Dataset records

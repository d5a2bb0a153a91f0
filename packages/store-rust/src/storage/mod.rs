//! Storage layers behind the in-memory document store.
//!
//! - [`StorageEngine`]: low-level document storage keyed by [`DocumentRef`](fireeats_core::DocumentRef)
//! - [`StoredDocument`]: fields plus store-internal metadata
//! - [`MutationObserver`]: reacts to committed writes; [`CompositeMutationObserver`]
//!   fans out to several observers

pub mod engine;
pub mod engines;
pub mod mutation_observer;
pub mod record;

pub use engine::*;
pub use engines::HashMapStorage;
pub use mutation_observer::*;
pub use record::*;
//! Typed records decoded from documents.

use crate::types::{FieldMap, Value};

/// A value type that can be written to and read back from a document.
///
/// Decoding is total-or-nothing: if any required field is absent or has the
/// wrong type, [`from_fields`](Self::from_fields) returns `None` and no
/// partially populated record is ever produced.
pub trait DocumentSerializable: Sized {
    /// Decodes a record from a document's fields.
    fn from_fields(fields: &FieldMap) -> Option<Self>;

    /// Encodes the record into the fields written to the store.
    fn to_fields(&self) -> FieldMap;
}

/// Typed field accessors used by `from_fields` implementations.
pub(crate) trait FieldAccess {
    fn string(&self, key: &str) -> Option<String>;
    fn int(&self, key: &str) -> Option<i64>;
    fn float(&self, key: &str) -> Option<f64>;
    fn timestamp(&self, key: &str) -> Option<i64>;
}

impl FieldAccess for FieldMap {
    fn string(&self, key: &str) -> Option<String> {
        self.get(key).and_then(Value::as_str).map(str::to_string)
    }

    fn int(&self, key: &str) -> Option<i64> {
        self.get(key).and_then(Value::as_i64)
    }

    fn float(&self, key: &str) -> Option<f64> {
        self.get(key).and_then(Value::as_f64)
    }

    fn timestamp(&self, key: &str) -> Option<i64> {
        self.get(key).and_then(Value::as_timestamp)
    }
}
//! Commit observers.
//!
//! The store reports every applied write to a [`MutationObserver`]. The live
//! query registry is one; [`TracingObserver`] logs; tests count.

use std::sync::Arc;

use fireeats_core::DocumentRef;

use super::record::StoredDocument;

/// Observer for document mutations inside the store.
///
/// Per-document callbacks fire while a commit is being applied; `on_commit`
/// fires once afterwards with every document the commit touched, so
/// observers that need a consistent view (live queries) react only there.
///
/// Used as `Arc<dyn MutationObserver>`.
pub trait MutationObserver: Send + Sync {
    /// Called after a new document is created.
    fn on_put(&self, reference: &DocumentRef, document: &StoredDocument);

    /// Called after an existing document is replaced or merged.
    fn on_update(&self, reference: &DocumentRef, old: &StoredDocument, new: &StoredDocument);

    /// Called after a document is deleted.
    fn on_remove(&self, reference: &DocumentRef, old: &StoredDocument);

    /// Called once per commit, after all of its writes are applied.
    fn on_commit(&self, changed: &[DocumentRef]);
}

/// Composite observer that fans out to multiple observers.
#[derive(Default)]
pub struct CompositeMutationObserver {
    observers: Vec<Arc<dyn MutationObserver>>,
}

impl CompositeMutationObserver {
    /// Creates a composite observer with the given list of observers.
    #[must_use]
    pub fn new(observers: Vec<Arc<dyn MutationObserver>>) -> Self {
        Self { observers }
    }

    /// Adds an observer after construction.
    pub fn add(&mut self, observer: Arc<dyn MutationObserver>) {
        self.observers.push(observer);
    }
}

impl MutationObserver for CompositeMutationObserver {
    fn on_put(&self, reference: &DocumentRef, document: &StoredDocument) {
        for observer in &self.observers {
            observer.on_put(reference, document);
        }
    }

    fn on_update(&self, reference: &DocumentRef, old: &StoredDocument, new: &StoredDocument) {
        for observer in &self.observers {
            observer.on_update(reference, old, new);
        }
    }

    fn on_remove(&self, reference: &DocumentRef, old: &StoredDocument) {
        for observer in &self.observers {
            observer.on_remove(reference, old);
        }
    }

    fn on_commit(&self, changed: &[DocumentRef]) {
        for observer in &self.observers {
            observer.on_commit(changed);
        }
    }
}

/// Observer that logs every mutation at `trace` level.
#[derive(Debug, Default)]
pub struct TracingObserver;

impl MutationObserver for TracingObserver {
    fn on_put(&self, reference: &DocumentRef, document: &StoredDocument) {
        tracing::trace!(path = %reference, version = document.metadata.version, "document created");
    }

    fn on_update(&self, reference: &DocumentRef, _old: &StoredDocument, new: &StoredDocument) {
        tracing::trace!(path = %reference, version = new.metadata.version, "document updated");
    }

    fn on_remove(&self, reference: &DocumentRef, _old: &StoredDocument) {
        tracing::trace!(path = %reference, "document removed");
    }

    fn on_commit(&self, changed: &[DocumentRef]) {
        tracing::trace!(documents = changed.len(), "commit applied");
    }
}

## The task
Go through the data above and find the lines with the word "Default". Copy each of those lines.

## Reply to the task
#[derive(Default)]
#[derive(Debug, Default)]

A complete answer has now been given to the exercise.